*** Begin section ***

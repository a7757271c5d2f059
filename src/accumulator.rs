//! Step by step accumulation of focused chunks into one dataset per output group.

use strum_macros::Display;
use tracing::{event, Level};

use crate::error::ReductionError;
use crate::operations;
use crate::splitter::{group_name, SplitGroup};
use crate::types::Dataset;

/// Progress of an accumulator.
#[derive(Clone, Copy, Debug, Display, PartialEq)]
pub enum AccumulatorState {
    /// No chunk has been seen
    Empty,
    /// The first chunk has been assigned to every group
    FirstChunkAssigned,
    /// Later chunks are being merged
    Accumulating,
}

/// Accumulates focused chunks of one run, one dataset per output group.
///
/// The number of groups is fixed by the first chunk. Event data is compressed after every merge
/// with the same tolerance.
#[derive(Debug)]
pub struct FocusAccumulator {
    instrument: String,
    run_number: i64,
    compress_tolerance: f64,
    state: AccumulatorState,
    groups: Vec<Dataset>,
}

impl FocusAccumulator {
    /// Return a new, empty FocusAccumulator.
    ///
    /// # Arguments
    ///
    /// * `instrument`: Instrument name, used for group names
    /// * `run_number`: Run being accumulated
    /// * `compress_tolerance`: Event compression tolerance
    pub fn new(instrument: &str, run_number: i64, compress_tolerance: f64) -> Self {
        FocusAccumulator {
            instrument: instrument.to_string(),
            run_number,
            compress_tolerance,
            state: AccumulatorState::Empty,
            groups: vec![],
        }
    }

    /// Current state.
    pub fn state(&self) -> AccumulatorState {
        self.state
    }

    /// Number of groups, once fixed by the first chunk.
    pub fn number_of_groups(&self) -> Option<usize> {
        match self.state {
            AccumulatorState::Empty => None,
            _ => Some(self.groups.len()),
        }
    }

    /// Merge the focused groups of one chunk.
    ///
    /// # Arguments
    ///
    /// * `chunk`: Focused groups of the chunk, in group order
    pub fn accumulate(&mut self, chunk: Vec<SplitGroup>) -> Result<(), ReductionError> {
        match self.state {
            AccumulatorState::Empty => {
                let total = chunk.len();
                self.groups = chunk
                    .into_iter()
                    .map(|split| {
                        let name =
                            group_name(&self.instrument, self.run_number, split.group, total);
                        event!(Level::DEBUG, "Group {} starts as {}", split.group, name);
                        split.dataset.renamed(&name)
                    })
                    .collect();
                self.state = AccumulatorState::FirstChunkAssigned;
            }
            AccumulatorState::FirstChunkAssigned | AccumulatorState::Accumulating => {
                if chunk.len() != self.groups.len() {
                    return Err(ReductionError::GroupCountMismatch {
                        run_number: self.run_number,
                        expected: self.groups.len(),
                        found: chunk.len(),
                    });
                }
                let groups = std::mem::take(&mut self.groups);
                for (accumulated, split) in groups.into_iter().zip(chunk) {
                    let mut merged = operations::add(accumulated, split.dataset)?;
                    operations::compress(&mut merged, self.compress_tolerance);
                    self.groups.push(merged);
                }
                self.state = AccumulatorState::Accumulating;
            }
        }
        Ok(())
    }

    /// Finish accumulation with a final compression pass.
    ///
    /// Returns None if no chunk was accumulated.
    pub fn finalize(self) -> Option<Vec<Dataset>> {
        if self.state == AccumulatorState::Empty {
            return None;
        }
        let mut groups = self.groups;
        for dataset in groups.iter_mut() {
            operations::compress(dataset, self.compress_tolerance);
        }
        Some(groups)
    }
}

*** End section ***

Find how many lines in the listing above contain the word "instrument", then state that number by itself.

* Answer for this exercise:
5